Le programme « Presse » se décompose en deux actions :

– les crédits correspondant aux abonnements que l’État souscrit à l’Agence France-Presse dont le montant est fixé à 113,38 millions d’euros dans le présent projet de loi de finances contre 111,38 millions d’euros en loi de finances initiale pour 2009.

– et les aides à la presse, qui augmentent de 84 %, passant de 166,3 millions d’euros en loi de finances initiale pour 2009 à 305,9 millions d’euros dans le présent projet de loi de finances. »

Source : http://www.assemblee-nationale.fr/13/budget/plf2010/a1968-tVI.asp page 7.

De plus, le moratoire sur la hausse des tarifs postaux devrait coûter cher à la poste. Les 200 000 offres d’abonnement gratuit de l’opération « Mon journal offert » lancée le 27 octobre 2009 en direction des jeunes de 18-24 ans auront un coût de 15 millions d’euros supportés par le ministère de la culture et de la communication sur 3 ans dont 5 millions en 2009. Frédéric Mitterrand avait par ailleurs indiqué que ce seuil pourrait être relevé au cours des deux prochaines années. La moitié des coûts de cette opération étant à la charge des groupes de presse, une opération qui concerne 59 titres dont l’Equipe. (http://www.monjournaloffert.fr/)
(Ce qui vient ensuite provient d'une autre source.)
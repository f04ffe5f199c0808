use url::Url;
use worker::{Cors, Env, Method};

use crate::error::ApiError;
use crate::models::{DEFAULT_ALLOWED_ORIGIN, DEFAULT_CLASSIFIER_MODEL, DEFAULT_CLASSIFIER_URL};

#[derive(Debug, Clone, PartialEq, Eq)]
pub struct AppConfig {
    pub classifier_url: Url,
    pub classifier_model: String,
    pub api_key: Option<String>,
    pub allowed_origin: String,
}

impl AppConfig {
    pub fn from_env(env: &Env) -> Result<Self, ApiError> {
        Self::from_lookup(env_lookup(env))
    }

    pub fn from_lookup<F>(lookup: F) -> Result<Self, ApiError>
    where
        F: Fn(&str) -> Option<String>,
    {
        let non_empty = |name: &str| lookup(name).filter(|value| !value.trim().is_empty());

        let classifier_url = non_empty("CLASSIFIER_URL")
            .unwrap_or_else(|| DEFAULT_CLASSIFIER_URL.to_string());

        Ok(Self {
            classifier_url: Url::parse(&classifier_url)?,
            classifier_model: non_empty("CLASSIFIER_MODEL")
                .unwrap_or_else(|| DEFAULT_CLASSIFIER_MODEL.to_string()),
            api_key: non_empty("OPENAI_API_KEY"),
            allowed_origin: allowed_origin_from_lookup(&lookup),
        })
    }

    pub fn cors(&self) -> Cors {
        cors_for_origin(&self.allowed_origin)
    }
}

/// Reads plain vars first, then secrets, for every binding.
pub fn env_lookup(env: &Env) -> impl Fn(&str) -> Option<String> + '_ {
    move |name: &str| {
        env.var(name)
            .map(|value| value.to_string())
            .or_else(|_| env.secret(name).map(|value| value.to_string()))
            .ok()
    }
}

/// The CORS origin on its own, so responses still carry it when the rest
/// of the configuration is invalid.
pub fn allowed_origin_from_lookup<F>(lookup: F) -> String
where
    F: Fn(&str) -> Option<String>,
{
    lookup("ALLOWED_ORIGIN")
        .filter(|value| !value.trim().is_empty())
        .unwrap_or_else(|| DEFAULT_ALLOWED_ORIGIN.to_string())
}

pub fn cors_for_origin(origin: &str) -> Cors {
    Cors::new()
        .with_origins(vec![origin.to_string()])
        .with_methods(vec![Method::Get, Method::Post, Method::Options])
        .with_allowed_headers(vec!["Content-Type"])
        .with_max_age(86_400)
}
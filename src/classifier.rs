use base64::Engine;
use base64::engine::general_purpose::STANDARD;
use pdf_text_prep::{AnalyzedDocument, RawDocument};
use regex::Regex;
use serde::Deserialize;
use serde_json::{Value, json};
use worker::wasm_bindgen::JsValue;
use worker::{Fetch, Headers, Method, Request, RequestInit};

use crate::config::AppConfig;
use crate::error::ApiError;
use crate::models::{Classification, MAX_PROMPT_TEXT_CHARS};

pub const SYSTEM_PROMPT: &str = "You classify business and legal documents. \
Reply with a single JSON object with the keys docType, docCategory, documentTitle, \
summary and parties. parties is an array of the names of people or organisations \
the document is between or about. Use an empty string or empty array when unknown.";

const FALLBACK_FILE_NAME: &str = "document.pdf";

#[derive(Debug, Deserialize)]
struct ChatCompletion {
    choices: Vec<ChatChoice>,
}

#[derive(Debug, Deserialize)]
struct ChatChoice {
    message: ChatMessage,
}

#[derive(Debug, Deserialize)]
struct ChatMessage {
    content: Option<String>,
}

/// Cuts `text` to at most `max_chars` characters on a char boundary.
pub fn truncate_chars(text: &str, max_chars: usize) -> &str {
    match text.char_indices().nth(max_chars) {
        Some((index, _)) => &text[..index],
        None => text,
    }
}

pub fn pdf_data_url(bytes: &[u8]) -> String {
    format!("data:application/pdf;base64,{}", STANDARD.encode(bytes))
}

/// Chat-completions payload carrying the raw PDF, its metadata and the
/// cleaned text.
pub fn build_request_body(
    model: &str,
    file_name: &str,
    pdf_bytes: &[u8],
    analyzed: &AnalyzedDocument,
) -> Result<Value, ApiError> {
    let metadata = serde_json::to_string_pretty(&analyzed.metadata)
        .map_err(|error| ApiError::Internal(format!("failed to encode metadata: {error}")))?;
    let text = truncate_chars(&analyzed.text, MAX_PROMPT_TEXT_CHARS);

    Ok(json!({
        "model": model,
        "response_format": { "type": "json_object" },
        "messages": [
            { "role": "system", "content": SYSTEM_PROMPT },
            {
                "role": "user",
                "content": [
                    {
                        "type": "file",
                        "file": {
                            "filename": file_name,
                            "file_data": pdf_data_url(pdf_bytes),
                        },
                    },
                    {
                        "type": "text",
                        "text": format!("Document metadata:\n{metadata}\n\nExtracted text:\n{text}"),
                    },
                ],
            },
        ],
    }))
}

fn strip_code_fence(content: &str) -> &str {
    let fence_re = Regex::new(r"(?s)^\s*```[A-Za-z]*\s*(?P<body>.*?)\s*```\s*$")
        .expect("hardcoded code fence regex is valid");
    fence_re
        .captures(content)
        .and_then(|capture| capture.name("body"))
        .map_or(content, |body| body.as_str())
}

/// Extracts the classification from a chat-completions response body.
pub fn parse_classification(body: &str) -> Result<Classification, ApiError> {
    let completion = serde_json::from_str::<ChatCompletion>(body)?;
    let content = completion
        .choices
        .into_iter()
        .next()
        .and_then(|choice| choice.message.content)
        .filter(|content| !content.trim().is_empty())
        .ok_or_else(|| ApiError::Classifier("classifier returned no content".to_string()))?;

    let classification = serde_json::from_str::<Classification>(strip_code_fence(&content))?;
    Ok(classification)
}

pub async fn classify(
    config: &AppConfig,
    document: &RawDocument,
    analyzed: &AnalyzedDocument,
) -> Result<Classification, ApiError> {
    let api_key = config
        .api_key
        .as_deref()
        .ok_or_else(|| ApiError::Internal("OPENAI_API_KEY is not configured".to_string()))?;

    let body = build_request_body(
        &config.classifier_model,
        document.file_name().unwrap_or(FALLBACK_FILE_NAME),
        document.bytes(),
        analyzed,
    )?;

    let headers = Headers::new();
    headers.set("Content-Type", "application/json")?;
    headers.set("Authorization", &format!("Bearer {api_key}"))?;

    let mut init = RequestInit::new();
    init.with_method(Method::Post)
        .with_headers(headers)
        .with_body(Some(JsValue::from_str(&body.to_string())));
    let request = Request::new_with_init(config.classifier_url.as_str(), &init)?;

    let mut response = Fetch::Request(request)
        .send()
        .await
        .map_err(|error| ApiError::Classifier(format!("classifier request failed: {error}")))?;
    let status = response.status_code();
    let payload = response.text().await?;
    if status >= 400 {
        return Err(ApiError::Classifier(format!(
            "classifier returned status {status}: {}",
            truncate_chars(&payload, 500)
        )));
    }

    parse_classification(&payload)
}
Il faut d’ailleurs se poser la question de savoir comment Presstalis, le premier distributeur de presse en France, ex-NMPP (Nouvelles Messageries de la Presse Parisienne) qui a un fonctionnement coopératif va être réformé (rapport de l’inspecteur des finances Bruno Mettling)?

La mutualisation des coûts, la façon de calculer les tarifs facturés aux éditeurs, devant disparaître au profit de qui? Certains craignent que les petites structures qui sont les plus indépendantes ne paient les pots cassés.

En conclusion, ce tour d’horizon de la presse écrite est à l’image de notre monde, un monde en pleine déliquescence dans lequel on fait payer l’esclave pour ses propres chaînes. John Swinton, rédacteur en chef du New York Times, en 1880, avait d’ailleurs affirmé que les journalistes étaient « des prostituées de l’intellect »

En 1881 le député Charles Floquet, lors du débat sur la liberté de la presse avait clairement affirmé que la presse était la clé du système de domination car elle était (et est toujours) « le gardien du temple » qui empêche toute remise en cause de notre système économique, une réalité plus que jamais d’actualité:

« Si vous examinez la presse actuelle que voyez-vous ? Vous voyez des grandes organisations financières installées pour accaparer la pensée humaine, la pensée politique !»

Gilles Bonafi est professeur et analyste économique.